For starters, I never called the man a fool. That was "Mrs. Rewire."


----------



## RIVETER (Sep 26, 2009)

76nemo said:


> Okay, here's where you and BBQ can throw me a few fists, I'll take it. I don't give a flying hoot about a jacket or a raceways ability to carry fault current. Quite very frankly, I am very well suprised the NEC is so quaint on subject.
> 
> 
> Yeah Bob, had a few cold ones, but you can quit with that jab.
> ...


It has been proven that a properly installed mechanical raceway will carry the vast majority of the fault current if the phase conductor contacts it, even with an egc installed.


----------



## electricmanscott (Feb 11, 2010)

RIVETER said:


> It has been proven that a properly installed mechanical raceway will carry the vast majority of the fault current if the phase conductor contacts it, even with an egc installed.

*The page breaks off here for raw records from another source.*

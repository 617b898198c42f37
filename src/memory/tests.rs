use super::*;
use tempfile::TempDir;

fn log_in(temp_dir: &TempDir) -> ConversationLog {
    ConversationLog::open(temp_dir.path().join("chat_memory.json"))
}

fn sample_match() -> SearchResult {
    SearchResult {
        distance: 0.25,
        doc: "Application outcome code".to_string(),
        table: "fact_applications".to_string(),
        column: "outcome_id".to_string(),
    }
}

#[test]
fn missing_file_is_empty() {
    let temp_dir = TempDir::new().expect("should create temp dir");
    let log = log_in(&temp_dir);

    assert!(log.load().expect("should load").is_empty());
    assert!(log.recent(5).expect("should load").is_empty());
}

#[test]
fn append_persists_turns() {
    let temp_dir = TempDir::new().expect("should create temp dir");
    let log = log_in(&temp_dir).with_user_id("843920");

    let first = log
        .append("Where are approvals?", "Use fact_applications.outcome_id", vec![sample_match()])
        .expect("should append");
    log.append("And rejections?", "Same column, value D", Vec::new())
        .expect("should append");

    let turns = log_in(&temp_dir).load().expect("should load");
    assert_eq!(turns.len(), 2);
    assert_eq!(turns[0], first);
    assert_eq!(turns[0].user_id, "843920");
    assert_eq!(turns[0].matches, vec![sample_match()]);
    assert_eq!(turns[0].feedback_type, None);
    assert_eq!(turns[1].query, "And rejections?");
}

#[test]
fn recent_returns_last_n_oldest_first() {
    let temp_dir = TempDir::new().expect("should create temp dir");
    let log = log_in(&temp_dir);
    for i in 0..5 {
        log.append(&format!("q{}", i), &format!("a{}", i), Vec::new())
            .expect("should append");
    }

    let recent = log.recent(2).expect("should load");
    let queries: Vec<&str> = recent.iter().map(|t| t.query.as_str()).collect();
    assert_eq!(queries, vec!["q3", "q4"]);

    assert_eq!(log.recent(10).expect("should load").len(), 5);
    assert!(log.recent(0).expect("should load").is_empty());
}

#[test]
fn clear_empties_log() {
    let temp_dir = TempDir::new().expect("should create temp dir");
    let log = log_in(&temp_dir);
    log.append("q", "a", Vec::new()).expect("should append");

    log.clear().expect("should clear");
    assert!(log.load().expect("should load").is_empty());
    assert!(log.path().exists());
}

#[test]
fn feedback_updates_matching_turn() {
    let temp_dir = TempDir::new().expect("should create temp dir");
    let log = log_in(&temp_dir);
    let turn = log.append("q", "a", Vec::new()).expect("should append");
    let other = log.append("q2", "a2", Vec::new()).expect("should append");

    let updated = log
        .update_feedback(turn.id, Feedback::Dislike, Some("too vague".to_string()))
        .expect("should update");
    assert!(updated);

    let turns = log.load().expect("should load");
    assert_eq!(turns[0].feedback_type, Some(Feedback::Dislike));
    assert_eq!(turns[0].comment.as_deref(), Some("too vague"));
    assert_eq!(turns[1].id, other.id);
    assert_eq!(turns[1].feedback_type, None);
}

#[test]
fn feedback_for_unknown_id_is_false() {
    let temp_dir = TempDir::new().expect("should create temp dir");
    let log = log_in(&temp_dir);
    log.append("q", "a", Vec::new()).expect("should append");

    let updated = log
        .update_feedback(Uuid::new_v4(), Feedback::Like, None)
        .expect("should not fail");
    assert!(!updated);
}

#[test]
fn find_by_exchange_matches_query_and_answer() {
    let temp_dir = TempDir::new().expect("should create temp dir");
    let log = log_in(&temp_dir);
    let turn = log.append("q", "a", Vec::new()).expect("should append");

    let found = log.find_by_exchange("q", "a").expect("should load");
    assert_eq!(found.map(|t| t.id), Some(turn.id));
    assert!(
        log.find_by_exchange("q", "different")
            .expect("should load")
            .is_none()
    );
}

#[test]
fn corrupt_file_is_reported_and_kept() {
    let temp_dir = TempDir::new().expect("should create temp dir");
    let log = log_in(&temp_dir);
    fs::write(log.path(), "[{ not json").expect("should write");

    assert!(matches!(log.load(), Err(MemoryError::Corrupt { .. })));
    assert!(matches!(
        log.append("q", "a", Vec::new()),
        Err(MemoryError::Corrupt { .. })
    ));
    assert_eq!(
        fs::read_to_string(log.path()).expect("should read"),
        "[{ not json"
    );
}

#[test]
fn feedback_parses_from_text() {
    assert_eq!("like".parse::<Feedback>(), Ok(Feedback::Like));
    assert_eq!("DISLIKE".parse::<Feedback>(), Ok(Feedback::Dislike));
    assert!("meh".parse::<Feedback>().is_err());
    assert_eq!(Feedback::Dislike.to_string(), "dislike");
}

#[test]
fn log_is_pretty_json_array() {
    let temp_dir = TempDir::new().expect("should create temp dir");
    let log = log_in(&temp_dir);
    log.append("q", "a", Vec::new()).expect("should append");

    let raw = fs::read_to_string(log.path()).expect("should read");
    assert!(raw.starts_with("[\n"));
    let value: serde_json::Value = serde_json::from_str(&raw).expect("valid json");
    assert_eq!(value[0]["feedback_type"], serde_json::Value::Null);
    assert!(value[0]["timestamp"].as_str().is_some());
}
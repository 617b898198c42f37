
use serde::{Deserialize, Serialize};
use std::path::Path;
use std::sync::{Arc, PoisonError, RwLock};
use tracing::debug;

use super::bundle;
use super::error::{Result, RetrievalError};
use super::index::FlatIndex;
use super::metadata::MetadataTable;
use crate::embeddings::{EmbeddingError, TextEmbedder};

/// One ranked match joined with its metadata row.
#[derive(Debug, Clone, PartialEq, Serialize, Deserialize)]
pub struct SearchResult {
    pub distance: f32,
    pub doc: String,
    pub table: String,
    pub column: String,
}

/// What to search with: raw text routed through an embedder, or a vector the
/// caller already has.
#[derive(Debug, Clone, Copy)]
pub enum Query<'a> {
    Text(&'a str),
    Vector(&'a [f32]),
}

/// An index and the metadata table aligned with it, immutable once built.
#[derive(Debug, Clone)]
pub struct SearchContext {
    index: FlatIndex,
    metadata: MetadataTable,
}

impl SearchContext {
    #[inline]
    pub fn new(index: FlatIndex, metadata: MetadataTable) -> Result<Self> {
        if index.len() != metadata.len() {
            return Err(RetrievalError::Alignment {
                vectors: index.len(),
                rows: metadata.len(),
            });
        }
        Ok(Self { index, metadata })
    }

    /// Load a context from a bundle written by [`bundle::save`].
    #[inline]
    pub fn load(path: &Path) -> Result<Self> {
        let (index, metadata) = bundle::load(path)?;
        Self::new(index, metadata)
    }

    #[inline]
    pub fn save(&self, path: &Path) -> Result<()> {
        bundle::save(&self.index, &self.metadata, path)
    }

    #[inline]
    pub fn index(&self) -> &FlatIndex {
        &self.index
    }

    #[inline]
    pub fn metadata(&self) -> &MetadataTable {
        &self.metadata
    }

    #[inline]
    pub fn len(&self) -> usize {
        self.index.len()
    }

    #[inline]
    pub fn is_empty(&self) -> bool {
        self.index.is_empty()
    }

    /// Top-`k` matches for `query`, ascending by distance.
    ///
    /// Text queries are embedded with exactly one call to `embedder` carrying
    /// a single-element batch. Provider failures are returned unchanged as
    /// [`RetrievalError::EmbeddingProvider`].
    #[inline]
    pub fn search(
        &self,
        query: Query<'_>,
        k: usize,
        embedder: &dyn TextEmbedder,
    ) -> Result<Vec<SearchResult>> {
        match query {
            Query::Vector(vector) => self.search_vector(vector, k),
            Query::Text(text) => {
                if k == 0 {
                    return Err(RetrievalError::InvalidK);
                }
                let vector = embed_one(embedder, text)?;
                self.search_vector(&vector, k)
            }
        }
    }

    /// Top-`k` matches for a vector that is already embedded.
    #[inline]
    pub fn search_vector(&self, vector: &[f32], k: usize) -> Result<Vec<SearchResult>> {
        let neighbors = self.index.search(vector, k)?;

        let results = neighbors
            .into_iter()
            .map(|neighbor| {
                let row = self.metadata.row(neighbor.position).map_err(|_| {
                    RetrievalError::Alignment {
                        vectors: self.index.len(),
                        rows: self.metadata.len(),
                    }
                })?;
                Ok(SearchResult {
                    distance: neighbor.distance,
                    doc: row.doc.clone(),
                    table: row.table_name.clone(),
                    column: row.column_name.clone(),
                })
            })
            .collect::<Result<Vec<_>>>()?;

        debug!("Search returned {} results (k={})", results.len(), k);
        Ok(results)
    }
}

fn embed_one(embedder: &dyn TextEmbedder, text: &str) -> Result<Vec<f32>> {
    let mut vectors = embedder.embed(&[text.to_string()])?;
    if vectors.len() != 1 {
        return Err(EmbeddingError::CountMismatch {
            expected: 1,
            actual: vectors.len(),
        }
        .into());
    }
    Ok(vectors.swap_remove(0))
}

/// Shared handle to the live [`SearchContext`].
///
/// Searches take a snapshot (a cloned `Arc`) and run without holding the lock.
/// A rebuild constructs a fresh context and swaps it in with
/// [`SharedContext::replace`]; searches already running keep the old one.
#[derive(Debug)]
pub struct SharedContext {
    current: RwLock<Arc<SearchContext>>,
}

impl SharedContext {
    #[inline]
    pub fn new(context: SearchContext) -> Self {
        Self {
            current: RwLock::new(Arc::new(context)),
        }
    }

    #[inline]
    pub fn snapshot(&self) -> Arc<SearchContext> {
        let guard = self.current.read().unwrap_or_else(PoisonError::into_inner);
        Arc::clone(&*guard)
    }

    /// Install `context` for new searches and return the one it replaced.
    #[inline]
    pub fn replace(&self, context: SearchContext) -> Arc<SearchContext> {
        let mut guard = self.current.write().unwrap_or_else(PoisonError::into_inner);
        std::mem::replace(&mut *guard, Arc::new(context))
    }

    #[inline]
    pub fn search(
        &self,
        query: Query<'_>,
        k: usize,
        embedder: &dyn TextEmbedder,
    ) -> Result<Vec<SearchResult>> {
        self.snapshot().search(query, k, embedder)
    }
}
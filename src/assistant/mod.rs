// Assistant module
// Retrieve, prompt, answer and remember: one question at a time

#[cfg(test)]
mod tests;

use std::path::Path;
use std::sync::Arc;
use tracing::{debug, info};

use crate::Result;
use crate::embeddings::TextEmbedder;
use crate::llm::{AnswerGenerator, Prompt};
use crate::memory::{ConversationLog, Turn};
use crate::retrieval::{Query, SearchContext, SharedContext};

/// Question answering over a loaded search context.
///
/// The context can be swapped with [`Assistant::reload`] while other
/// threads are answering; each question sees one consistent snapshot.
pub struct Assistant<E, G> {
    context: SharedContext,
    embedder: E,
    generator: G,
    memory: ConversationLog,
    top_k: usize,
    context_turns: usize,
}

impl<E: TextEmbedder, G: AnswerGenerator> Assistant<E, G> {
    #[inline]
    pub fn new(context: SearchContext, embedder: E, generator: G, memory: ConversationLog) -> Self {
        Self {
            context: SharedContext::new(context),
            embedder,
            generator,
            memory,
            top_k: 5,
            context_turns: 6,
        }
    }

    #[inline]
    pub fn with_top_k(mut self, top_k: usize) -> Self {
        self.top_k = top_k;
        self
    }

    /// Number of prior turns replayed into each prompt.
    #[inline]
    pub fn with_context_turns(mut self, turns: usize) -> Self {
        self.context_turns = turns;
        self
    }

    #[inline]
    pub fn memory(&self) -> &ConversationLog {
        &self.memory
    }

    #[inline]
    pub fn context(&self) -> Arc<SearchContext> {
        self.context.snapshot()
    }

    /// Answer `question` using the configured `top_k`, or `k` when given,
    /// and record the exchange in memory.
    #[inline]
    pub fn ask(&self, question: &str, k: Option<usize>) -> Result<Turn> {
        let k = k.unwrap_or(self.top_k);
        let matches = self
            .context
            .search(Query::Text(question), k, &self.embedder)?;
        debug!("Retrieved {} matches for question", matches.len());

        let history = self.memory.recent(self.context_turns)?;
        let prompt = Prompt::assemble(question, &matches, &history);
        let answer = self.generator.generate(&prompt)?;

        let turn = self.memory.append(question, &answer, matches)?;
        info!("Answered question as turn {}", turn.id);
        Ok(turn)
    }

    /// Load a bundle from `path` and serve it for subsequent questions.
    /// Returns the number of entries now searchable.
    #[inline]
    pub fn reload(&self, path: &Path) -> Result<usize> {
        let context = SearchContext::load(path)?;
        let len = context.len();
        self.context.replace(context);
        info!("Reloaded search context from {} ({} entries)", path.display(), len);
        Ok(len)
    }
}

You can't fool Murphy! :thumbsup:


----------



## macmikeman (Jan 23, 2007)

RIVETER said:


> It has been proven that a properly installed mechanical raceway will carry the vast majority of the fault current if the phase conductor contacts it, even with an egc installed.


Riveter is not making this up, its true.


----------



## Big John (May 23, 2010)

macmikeman said:


> RIVETER said:
> 
> 
> > It has been proven that a properly installed mechanical raceway will carry the vast majority of the fault current if the phase conductor contacts it, even with an egc installed.
> ...


 It may be true, but I think most people object to using EMT as the sole equipment ground because you often see couplings broken apart, in which case the conduit most decidedly _won't _carry the fault current.

-John


----------



## brian john (Mar 11, 2007)

Xjourneybenderx said:


> Emt you do not need a ground. I always pull grounding conductor no matter what I think it's an unsafe practice. One set screw loose and pipe separates no more ground.


One set screw loose on a mechanical connector no ground. Proper work practices can always be messed up by a slacker. Be a professional.


----------



## macmikeman (Jan 23, 2007)

Big John said:


> It may be true, but I think most people object to using EMT as the sole equipment ground because you often see couplings broken apart, in which case the conduit most decidedly _won't _carry the fault current.
> 
> -John


The thing is Riveter said a properly installed conduit system. Now, we may possibly have different opinions on what that constitutes, but in my experience when I see seperated emt runs, they are usually strung out on batwings and little attention paid to running them to code. Or runs in places where physical damage was likely in the first place, like parking garage runs mounted to the underside of the beams, or better yet , mounted to struts mounted to the underside of beams, just waiting for a driver of a high truck to clip. Or somebody cannot be bothered to tighten up set screws or compression fittings. If it keeps you happy, I have stuck a green or green taped conductor into every emt I have strung for the last 20 years at least if not 25.


----------



## brian john (Mar 11, 2007)

In most commercial buildings, there are thousand of fault paths. Metal duct work, water pipe, studs, structural steel, rebar and countless other paths. In test I believe the EMT carried 80% of the fault current over the Copper branch circuit EGC.

Having said that we almost always pull a copper ECG (mostly due to site work requirements data centers/hospitals). But like many things lack of understand (ignorance) plays into unnecessary fears and concerns.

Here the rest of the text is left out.